Saved entries:
+ + + +

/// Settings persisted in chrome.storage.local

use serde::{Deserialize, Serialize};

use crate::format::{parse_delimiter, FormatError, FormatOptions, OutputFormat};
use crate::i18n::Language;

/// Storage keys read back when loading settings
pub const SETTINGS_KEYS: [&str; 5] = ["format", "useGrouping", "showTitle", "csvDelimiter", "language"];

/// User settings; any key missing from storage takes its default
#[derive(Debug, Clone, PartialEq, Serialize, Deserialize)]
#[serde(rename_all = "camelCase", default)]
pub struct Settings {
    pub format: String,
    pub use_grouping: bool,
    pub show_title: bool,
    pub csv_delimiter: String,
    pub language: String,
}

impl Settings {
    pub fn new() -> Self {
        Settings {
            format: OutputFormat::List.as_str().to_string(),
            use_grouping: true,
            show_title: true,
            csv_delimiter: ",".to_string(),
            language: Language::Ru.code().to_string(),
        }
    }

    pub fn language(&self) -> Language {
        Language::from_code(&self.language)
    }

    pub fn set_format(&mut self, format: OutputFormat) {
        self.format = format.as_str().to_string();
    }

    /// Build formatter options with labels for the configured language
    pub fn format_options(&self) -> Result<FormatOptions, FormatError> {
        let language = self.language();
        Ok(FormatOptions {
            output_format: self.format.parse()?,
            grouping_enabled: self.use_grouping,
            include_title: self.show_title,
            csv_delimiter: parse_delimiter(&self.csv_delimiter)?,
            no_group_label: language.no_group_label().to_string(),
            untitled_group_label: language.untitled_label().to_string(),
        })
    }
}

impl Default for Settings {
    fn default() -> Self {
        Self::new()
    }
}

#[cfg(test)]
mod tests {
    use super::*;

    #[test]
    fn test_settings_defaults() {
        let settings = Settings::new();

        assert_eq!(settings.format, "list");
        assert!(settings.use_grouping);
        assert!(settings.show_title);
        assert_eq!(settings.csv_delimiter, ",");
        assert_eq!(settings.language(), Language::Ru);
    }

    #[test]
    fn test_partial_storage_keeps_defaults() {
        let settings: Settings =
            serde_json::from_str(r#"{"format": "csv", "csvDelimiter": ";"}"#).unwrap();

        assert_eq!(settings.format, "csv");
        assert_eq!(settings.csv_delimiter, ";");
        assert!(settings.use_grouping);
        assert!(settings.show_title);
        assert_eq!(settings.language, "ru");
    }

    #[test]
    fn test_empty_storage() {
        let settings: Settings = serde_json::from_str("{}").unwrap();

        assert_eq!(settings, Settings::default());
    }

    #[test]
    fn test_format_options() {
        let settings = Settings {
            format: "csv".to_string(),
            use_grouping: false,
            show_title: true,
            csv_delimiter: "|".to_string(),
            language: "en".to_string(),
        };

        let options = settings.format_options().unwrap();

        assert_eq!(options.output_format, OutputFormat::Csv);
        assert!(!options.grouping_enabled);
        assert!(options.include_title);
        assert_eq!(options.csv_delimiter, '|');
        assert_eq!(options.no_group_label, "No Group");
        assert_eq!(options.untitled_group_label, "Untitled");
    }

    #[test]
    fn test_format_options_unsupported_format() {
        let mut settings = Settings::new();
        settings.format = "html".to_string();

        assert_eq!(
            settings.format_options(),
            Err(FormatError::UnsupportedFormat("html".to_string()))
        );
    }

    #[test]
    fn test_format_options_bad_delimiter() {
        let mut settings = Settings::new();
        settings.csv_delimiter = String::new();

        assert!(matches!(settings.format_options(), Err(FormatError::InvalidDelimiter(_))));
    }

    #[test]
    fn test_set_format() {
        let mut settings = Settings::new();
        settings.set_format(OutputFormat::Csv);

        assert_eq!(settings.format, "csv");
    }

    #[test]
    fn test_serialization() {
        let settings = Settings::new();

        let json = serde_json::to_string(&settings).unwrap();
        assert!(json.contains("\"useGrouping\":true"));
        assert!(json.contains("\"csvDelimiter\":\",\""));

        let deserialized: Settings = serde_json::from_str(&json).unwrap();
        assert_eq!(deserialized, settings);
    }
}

+ + + +

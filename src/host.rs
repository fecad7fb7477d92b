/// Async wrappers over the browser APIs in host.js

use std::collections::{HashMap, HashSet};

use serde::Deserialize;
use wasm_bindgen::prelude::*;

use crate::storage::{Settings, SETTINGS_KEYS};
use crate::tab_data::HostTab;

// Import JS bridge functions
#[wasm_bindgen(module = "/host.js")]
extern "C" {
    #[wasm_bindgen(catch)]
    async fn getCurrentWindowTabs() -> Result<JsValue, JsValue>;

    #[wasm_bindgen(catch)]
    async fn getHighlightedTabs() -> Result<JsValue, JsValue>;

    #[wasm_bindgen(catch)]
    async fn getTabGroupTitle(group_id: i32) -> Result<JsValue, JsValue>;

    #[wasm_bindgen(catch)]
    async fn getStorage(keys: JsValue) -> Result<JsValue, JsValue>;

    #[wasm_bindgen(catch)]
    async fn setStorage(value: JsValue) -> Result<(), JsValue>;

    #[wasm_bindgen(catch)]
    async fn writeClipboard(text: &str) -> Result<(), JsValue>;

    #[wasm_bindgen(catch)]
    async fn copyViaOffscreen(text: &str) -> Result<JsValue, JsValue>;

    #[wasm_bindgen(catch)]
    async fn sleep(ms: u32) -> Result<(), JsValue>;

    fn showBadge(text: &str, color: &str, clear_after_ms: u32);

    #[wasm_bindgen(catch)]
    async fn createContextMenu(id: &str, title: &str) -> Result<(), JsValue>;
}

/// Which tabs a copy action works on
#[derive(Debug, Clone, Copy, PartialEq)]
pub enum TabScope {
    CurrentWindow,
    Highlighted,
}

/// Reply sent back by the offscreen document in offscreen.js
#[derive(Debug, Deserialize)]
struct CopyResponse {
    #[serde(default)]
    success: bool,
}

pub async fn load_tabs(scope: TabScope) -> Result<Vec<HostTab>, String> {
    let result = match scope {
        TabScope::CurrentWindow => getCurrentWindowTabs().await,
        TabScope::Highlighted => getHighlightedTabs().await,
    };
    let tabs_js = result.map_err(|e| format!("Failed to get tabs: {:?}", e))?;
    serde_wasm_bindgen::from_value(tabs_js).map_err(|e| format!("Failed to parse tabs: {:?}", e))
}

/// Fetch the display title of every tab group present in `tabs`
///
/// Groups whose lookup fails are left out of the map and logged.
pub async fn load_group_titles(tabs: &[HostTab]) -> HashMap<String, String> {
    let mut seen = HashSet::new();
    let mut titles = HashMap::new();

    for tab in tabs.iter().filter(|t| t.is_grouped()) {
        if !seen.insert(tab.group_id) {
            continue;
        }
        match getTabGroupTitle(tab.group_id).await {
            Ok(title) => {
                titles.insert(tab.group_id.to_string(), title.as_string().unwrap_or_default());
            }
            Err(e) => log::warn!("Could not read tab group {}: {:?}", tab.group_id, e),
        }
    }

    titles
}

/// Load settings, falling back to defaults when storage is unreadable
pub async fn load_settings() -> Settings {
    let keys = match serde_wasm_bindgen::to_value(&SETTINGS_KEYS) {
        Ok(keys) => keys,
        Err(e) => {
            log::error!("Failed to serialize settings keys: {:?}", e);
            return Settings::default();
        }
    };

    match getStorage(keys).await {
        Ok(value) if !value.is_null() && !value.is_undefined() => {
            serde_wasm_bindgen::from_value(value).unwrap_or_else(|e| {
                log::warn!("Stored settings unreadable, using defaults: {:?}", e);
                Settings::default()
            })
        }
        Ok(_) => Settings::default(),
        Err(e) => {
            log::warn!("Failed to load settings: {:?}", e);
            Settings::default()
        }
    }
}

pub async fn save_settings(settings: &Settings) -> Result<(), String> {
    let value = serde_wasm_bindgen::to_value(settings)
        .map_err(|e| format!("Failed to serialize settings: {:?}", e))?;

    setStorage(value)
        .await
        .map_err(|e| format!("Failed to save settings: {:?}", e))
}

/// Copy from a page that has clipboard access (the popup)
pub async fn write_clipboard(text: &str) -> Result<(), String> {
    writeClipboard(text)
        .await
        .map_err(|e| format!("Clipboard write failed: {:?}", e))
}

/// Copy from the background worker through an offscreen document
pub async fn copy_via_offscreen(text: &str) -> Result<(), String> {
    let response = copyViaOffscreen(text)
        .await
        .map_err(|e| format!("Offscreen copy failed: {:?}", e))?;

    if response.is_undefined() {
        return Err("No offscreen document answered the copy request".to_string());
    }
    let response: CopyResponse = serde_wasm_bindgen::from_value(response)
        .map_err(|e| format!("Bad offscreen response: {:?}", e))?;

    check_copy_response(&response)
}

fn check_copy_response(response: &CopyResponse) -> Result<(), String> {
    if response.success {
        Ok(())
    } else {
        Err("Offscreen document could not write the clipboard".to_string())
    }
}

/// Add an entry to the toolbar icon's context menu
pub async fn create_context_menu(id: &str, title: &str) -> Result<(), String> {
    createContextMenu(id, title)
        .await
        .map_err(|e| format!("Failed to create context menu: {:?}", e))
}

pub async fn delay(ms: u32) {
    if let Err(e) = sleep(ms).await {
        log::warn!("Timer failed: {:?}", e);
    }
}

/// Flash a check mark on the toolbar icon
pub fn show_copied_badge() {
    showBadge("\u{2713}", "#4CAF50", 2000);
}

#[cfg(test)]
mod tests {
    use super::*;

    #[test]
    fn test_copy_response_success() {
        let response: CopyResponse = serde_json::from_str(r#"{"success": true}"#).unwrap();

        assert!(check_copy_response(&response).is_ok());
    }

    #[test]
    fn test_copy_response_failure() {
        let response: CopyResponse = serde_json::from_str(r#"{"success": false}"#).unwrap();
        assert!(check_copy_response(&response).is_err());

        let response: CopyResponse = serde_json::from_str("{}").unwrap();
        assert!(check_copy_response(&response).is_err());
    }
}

+ + + +

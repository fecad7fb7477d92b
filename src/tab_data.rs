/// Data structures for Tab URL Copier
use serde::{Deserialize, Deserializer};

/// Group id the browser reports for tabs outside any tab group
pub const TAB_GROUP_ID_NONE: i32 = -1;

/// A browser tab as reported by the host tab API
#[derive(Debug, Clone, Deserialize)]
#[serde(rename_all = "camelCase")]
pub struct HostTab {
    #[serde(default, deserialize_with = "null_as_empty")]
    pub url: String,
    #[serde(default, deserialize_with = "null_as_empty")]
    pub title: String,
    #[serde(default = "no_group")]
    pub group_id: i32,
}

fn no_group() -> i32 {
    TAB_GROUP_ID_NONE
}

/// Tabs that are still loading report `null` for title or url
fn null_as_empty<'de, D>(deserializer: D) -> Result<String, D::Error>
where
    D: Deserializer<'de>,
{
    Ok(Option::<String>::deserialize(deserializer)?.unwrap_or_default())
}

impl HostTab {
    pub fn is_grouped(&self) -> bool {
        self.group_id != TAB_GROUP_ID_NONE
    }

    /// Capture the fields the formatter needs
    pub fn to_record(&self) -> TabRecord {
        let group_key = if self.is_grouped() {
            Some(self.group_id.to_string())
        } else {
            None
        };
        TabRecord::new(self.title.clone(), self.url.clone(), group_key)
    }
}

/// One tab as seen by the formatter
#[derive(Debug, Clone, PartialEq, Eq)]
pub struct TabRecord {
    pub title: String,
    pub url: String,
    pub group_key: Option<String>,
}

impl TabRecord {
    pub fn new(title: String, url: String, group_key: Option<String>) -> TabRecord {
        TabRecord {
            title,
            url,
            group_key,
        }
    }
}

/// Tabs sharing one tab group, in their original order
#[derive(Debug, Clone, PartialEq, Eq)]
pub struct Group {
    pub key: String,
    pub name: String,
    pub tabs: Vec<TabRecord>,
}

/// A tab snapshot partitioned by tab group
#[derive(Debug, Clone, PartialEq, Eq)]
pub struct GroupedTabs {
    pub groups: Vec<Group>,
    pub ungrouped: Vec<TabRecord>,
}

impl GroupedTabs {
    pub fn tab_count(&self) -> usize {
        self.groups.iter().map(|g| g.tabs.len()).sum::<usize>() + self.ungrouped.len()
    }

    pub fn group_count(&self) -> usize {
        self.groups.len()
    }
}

+ + + +

Task brief:
Among the lines above, which contain the word "browser"? Copy every one.

Completed task:
/// Async wrappers over the browser APIs in host.js
/// Group id the browser reports for tabs outside any tab group
/// A browser tab as reported by the host tab API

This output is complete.